● Task brief: Check every line of the records below for the string "before" and copy the ones that have it.

┌────────

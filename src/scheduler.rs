use std::collections::VecDeque;

use crate::dom::NodeId;
use crate::platform::ClipboardError;

#[derive(Debug, Clone, Copy, PartialEq, Eq)]
pub(crate) enum TimerTask {
    RevertCopyLabel { button: NodeId },
}

#[derive(Debug, Clone, Copy, PartialEq, Eq)]
pub(crate) enum Microtask {
    ClipboardSettled {
        button: NodeId,
        outcome: Result<(), ClipboardError>,
    },
}

#[derive(Debug, Clone)]
pub(crate) struct ScheduledTask {
    pub(crate) id: i64,
    pub(crate) due_at: i64,
    pub(crate) order: i64,
    pub(crate) task: TimerTask,
}

#[derive(Debug, Clone, PartialEq, Eq)]
pub struct PendingTimer {
    pub id: i64,
    pub due_at: i64,
    pub order: i64,
}

#[derive(Debug, Clone)]
pub(crate) struct SchedulerState {
    pub(crate) now_ms: i64,
    pub(crate) task_queue: Vec<ScheduledTask>,
    pub(crate) microtasks: VecDeque<Microtask>,
    pub(crate) timer_step_limit: usize,
    next_timer_id: i64,
    next_task_order: i64,
}

impl Default for SchedulerState {
    fn default() -> Self {
        Self {
            now_ms: 0,
            task_queue: Vec::new(),
            microtasks: VecDeque::new(),
            timer_step_limit: 10_000,
            next_timer_id: 1,
            next_task_order: 0,
        }
    }
}

impl SchedulerState {
    pub(crate) fn schedule_timeout(&mut self, delay_ms: i64, task: TimerTask) -> i64 {
        let id = self.next_timer_id;
        self.next_timer_id += 1;
        let order = self.next_task_order;
        self.next_task_order += 1;
        self.task_queue.push(ScheduledTask {
            id,
            due_at: self.now_ms.saturating_add(delay_ms.max(0)),
            order,
            task,
        });
        id
    }

    pub(crate) fn clear_timeout(&mut self, timer_id: i64) -> bool {
        let before = self.task_queue.len();
        self.task_queue.retain(|task| task.id != timer_id);
        self.task_queue.len() != before
    }

    pub(crate) fn next_task_index(&self, due_limit: Option<i64>) -> Option<usize> {
        self.task_queue
            .iter()
            .enumerate()
            .filter(|(_, task)| due_limit.is_none_or(|limit| task.due_at <= limit))
            .min_by_key(|(_, task)| (task.due_at, task.order))
            .map(|(idx, _)| idx)
    }

    pub(crate) fn pending(&self) -> Vec<PendingTimer> {
        let mut timers = self
            .task_queue
            .iter()
            .map(|task| PendingTimer {
                id: task.id,
                due_at: task.due_at,
                order: task.order,
            })
            .collect::<Vec<_>>();
        timers.sort_by_key(|timer| (timer.due_at, timer.order));
        timers
    }
}
use std::collections::BTreeMap;
use std::error::Error as StdError;
use std::fmt;

use url::Url;

use crate::{Error, Result};

/// Persistent per-origin key-value storage, the role `localStorage` plays
/// in a browser.
pub trait PreferenceStore: fmt::Debug {
    fn get(&self, key: &str) -> Option<String>;
    fn set(&mut self, key: &str, value: &str) -> std::result::Result<(), StorageError>;
}

#[derive(Debug, Clone, Copy, PartialEq, Eq)]
pub enum StorageError {
    QuotaExceeded,
    Unavailable,
}

impl fmt::Display for StorageError {
    fn fmt(&self, f: &mut fmt::Formatter<'_>) -> fmt::Result {
        match self {
            Self::QuotaExceeded => f.write_str("storage quota exceeded"),
            Self::Unavailable => f.write_str("storage unavailable"),
        }
    }
}

impl StdError for StorageError {}

#[derive(Debug, Clone, Default)]
pub struct MemoryStore {
    entries: BTreeMap<String, String>,
    write_error: Option<StorageError>,
}

impl MemoryStore {
    pub fn new() -> Self {
        Self::default()
    }

    pub fn with_entries(entries: &[(&str, &str)]) -> Self {
        Self {
            entries: entries
                .iter()
                .map(|(key, value)| ((*key).to_string(), (*value).to_string()))
                .collect(),
            write_error: None,
        }
    }

    /// Every later `set` fails with `error`; reads keep working.
    pub fn failing_writes(mut self, error: StorageError) -> Self {
        self.write_error = Some(error);
        self
    }

    pub fn len(&self) -> usize {
        self.entries.len()
    }

    pub fn is_empty(&self) -> bool {
        self.entries.is_empty()
    }
}

impl PreferenceStore for MemoryStore {
    fn get(&self, key: &str) -> Option<String> {
        self.entries.get(key).cloned()
    }

    fn set(&mut self, key: &str, value: &str) -> std::result::Result<(), StorageError> {
        if let Some(error) = self.write_error {
            return Err(error);
        }
        self.entries.insert(key.to_string(), value.to_string());
        Ok(())
    }
}

/// System clipboard. Writes are requested synchronously; the host settles
/// the outcome on the next microtask checkpoint.
pub trait Clipboard: fmt::Debug {
    fn write_text(&mut self, text: &str) -> std::result::Result<(), ClipboardError>;
    fn read_text(&self) -> Option<String>;
}

#[derive(Debug, Clone, Copy, PartialEq, Eq)]
pub enum ClipboardError {
    PermissionDenied,
    Unsupported,
}

impl fmt::Display for ClipboardError {
    fn fmt(&self, f: &mut fmt::Formatter<'_>) -> fmt::Result {
        match self {
            Self::PermissionDenied => f.write_str("clipboard permission denied"),
            Self::Unsupported => f.write_str("clipboard unsupported in this context"),
        }
    }
}

impl StdError for ClipboardError {}

#[derive(Debug, Clone, Default)]
pub struct MemoryClipboard {
    text: Option<String>,
    failure: Option<ClipboardError>,
}

impl MemoryClipboard {
    pub fn new() -> Self {
        Self::default()
    }

    pub fn failing(error: ClipboardError) -> Self {
        Self {
            text: None,
            failure: Some(error),
        }
    }
}

impl Clipboard for MemoryClipboard {
    fn write_text(&mut self, text: &str) -> std::result::Result<(), ClipboardError> {
        if let Some(error) = self.failure {
            return Err(error);
        }
        self.text = Some(text.to_string());
        Ok(())
    }

    fn read_text(&self) -> Option<String> {
        self.text.clone()
    }
}

#[derive(Debug, Clone, Copy, PartialEq, Eq)]
pub struct Viewport {
    pub inner_width: u32,
    pub scroll_y: i64,
}

impl Default for Viewport {
    fn default() -> Self {
        Self {
            inner_width: 1024,
            scroll_y: 0,
        }
    }
}

#[derive(Debug, Clone, Copy, PartialEq, Eq)]
pub enum ScrollBehavior {
    Auto,
    Smooth,
}

#[derive(Debug, Clone, Copy, PartialEq, Eq)]
pub enum ScrollBlock {
    Start,
    Center,
    End,
    Nearest,
}

#[derive(Debug, Clone, PartialEq, Eq)]
pub enum ScrollTarget {
    /// Viewport offset in pixels.
    Offset(i64),
    /// Element label in `tag#id.class` form.
    Element(String),
}

#[derive(Debug, Clone, PartialEq, Eq)]
pub struct ScrollRequest {
    pub target: ScrollTarget,
    pub behavior: ScrollBehavior,
    pub block: Option<ScrollBlock>,
}

#[derive(Debug, Clone, PartialEq, Eq)]
pub struct Location {
    url: Url,
}

impl Location {
    pub fn parse(input: &str) -> Result<Self> {
        let url = Url::parse(input.trim())
            .map_err(|err| Error::InvalidUrl(format!("{input}: {err}")))?;
        Ok(Self { url })
    }

    pub fn href(&self) -> &str {
        self.url.as_str()
    }

    pub fn pathname(&self) -> &str {
        self.url.path()
    }

    /// Last path segment of the current URL, `index.html` for directories.
    pub fn page_identifier(&self) -> &str {
        page_identifier_from_path(self.pathname())
    }
}

pub fn page_identifier_from_path(path: &str) -> &str {
    match path.rsplit('/').next() {
        Some(segment) if !segment.is_empty() => segment,
        _ => "index.html",
    }
}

└────────

● Solution for this exercise:
        let before = self.task_queue.len();
        self.task_queue.len() != before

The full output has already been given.